Folha de S. Paulo


Sabores familiares na África do Sul

Nos arredores da Cidade do Cabo, recortados por montanhas rochosas e refrescados pela brisa constante que sopra do Atlântico, são feitos os melhores vinhos da África. Impressionou-me, nessa minha primeira visita, ainda mais do que a vasta quantidade de visitantes nas vinícolas, o quão não-africano tudo parecia. Certos bulevares de Stellenbosch (cidadezinha que é o coração da zona vitivinífera), com mansões detrás de portões rosados e jardins manicurados, lembraram-me bairros ricos do sul da Flórida. Certas paisagens –deslumbrante colagem de mar, vegetação ressecada e rasteira e montanha– fizeram-me sentir que estava na Califórnia. Turistas –quantos turistas!– enchiam os terraços ensolarados de pubs e bistrôs com jeitão americano.

Em Morgenster, uma das melhores vinícolas, bebi um vinho (da uva sangiovese) feito à moda toscana e comi um belo espaguete ao pesto. Na Peter Falke, igualmente linda, ornada com primaveras, ciprestes e vasto roseiral, provei, acompanhados de salame italiano, um syrah e um pinot noir que, se me fossem dados às cegas, teria suposto que vinham do vale do Napa, na Califórnia. Na vinícola Vergelegen, degustei chardonnays e sauvignon blancs também parecidos com os tipicamente californianos ou australianos - o primeiro bem amadeirado, o segundo, super herbáceo. Seu restaurante, um dos mais elegantes do pedaço –tem no menu atum bluefin com maçã e raiz forte, pato com beterraba, e tartare de carne com gorgonzola. Nem sinal de algum prato regional.

É sabido que a maioria dos vinhos do chamado Novo Mundo –principalmente Chile, Argentina, Califórnia, África do Sul e Austrália– é vinificada de maneira similar, superextraindo as uvas e potencializando os aromas criados durante o envelhecimento em toneis de madeira. Parecem-se demais entre si em sua obviedade unidimensional. Encantei-me com exceções louváveis, como os tintos à bordalesa das vinícolas Morgenster e Miles Mossop, por exemplo –que unem elegância francesa e complexidade de aromas– mas no geral não encontrei nada único ou nitidamente sul-africano, no copo ou à mesa. Michael Fridjhon, o mais importante crítico de vinhos do país, diz que se algo diferencia os vinhos locais de seus similares de outras regiões do Novo Mundo é que "tendem a ser mais clássicos, mais europeus em estilo".

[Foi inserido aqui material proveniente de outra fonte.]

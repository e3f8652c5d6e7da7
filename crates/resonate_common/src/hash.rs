//! Content hashing for program fingerprints and cache keys.

use serde::{Deserialize, Serialize};
use std::fmt;

/// A 128-bit content hash computed with XXH3.
///
/// Used to fingerprint a program by its canonical HEART text and to key
/// caches of specialised modules by their encoded arguments.
#[derive(Clone, Copy, PartialEq, Eq, Hash, Serialize, Deserialize)]
pub struct ContentHash([u8; 16]);

impl ContentHash {
    /// Computes a content hash from a byte slice using XXH3-128.
    pub fn from_bytes(data: &[u8]) -> Self {
        Self(xxhash_rust::xxh3::xxh3_128(data).to_le_bytes())
    }

    /// Computes a content hash of a UTF-8 string.
    pub fn from_text(text: &str) -> Self {
        Self::from_bytes(text.as_bytes())
    }
}

impl fmt::Display for ContentHash {
    fn fmt(&self, f: &mut fmt::Formatter<'_>) -> fmt::Result {
        for byte in &self.0 {
            write!(f, "{byte:02x}")?;
        }
        Ok(())
    }
}

impl fmt::Debug for ContentHash {
    fn fmt(&self, f: &mut fmt::Formatter<'_>) -> fmt::Result {
        write!(f, "ContentHash({:02x}{:02x}..)", self.0[0], self.0[1])
    }
}

#[cfg(test)]
mod tests {
    use super::*;

    #[test]
    fn deterministic() {
        assert_eq!(
            ContentHash::from_text("processor Gain"),
            ContentHash::from_text("processor Gain")
        );
    }

    #[test]
    fn different_inputs_differ() {
        assert_ne!(ContentHash::from_text("a"), ContentHash::from_text("b"));
    }

    #[test]
    fn display_is_32_hex_chars() {
        let s = ContentHash::from_bytes(b"test").to_string();
        assert_eq!(s.len(), 32);
        assert!(s.chars().all(|c| c.is_ascii_hexdigit()));
    }
}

A pinotage, única uva que pode ser considerada exclusiva da região, é na verdade um cruzamento, feito em 1925, de duas cepas francesas. Menos expressiva do que as também francesas syrah, cabernet franc e cabernet sauvignon, dá vinhos geralmente desinteressantes e às vezes até desagradáveis. Nem os leões e tigres em exibição na vinícola Vredenheim vinham mesmo daquela zona: os primeiros extinguiram-se na região há tempos, e os segundos são mais indianos do que africanos.

Eis o lado triste da globalização: quem busca autenticidade quando viaja para comer e beber fica a ver navios. Cada vez mais, restaurantes, bistrôs, bares e vinícolas têm menu, décor e trilha sonora quase iguais, estejam eles em Bento Gonçalves, Mendoza, Napa ou... na Cidade do Cabo. Isso tira muito da graça que há em viajar e faz um mundo homogêneo demais. Em uma semana de sonho percorrendo a rota do vinho do Cabo, refestelei-me com suflês de gruyère, massas à italiana, tintos de estilo bordalês e chardonnays untuosos. Mas parti da África do Sul sentindo não a ter sequer conhecido.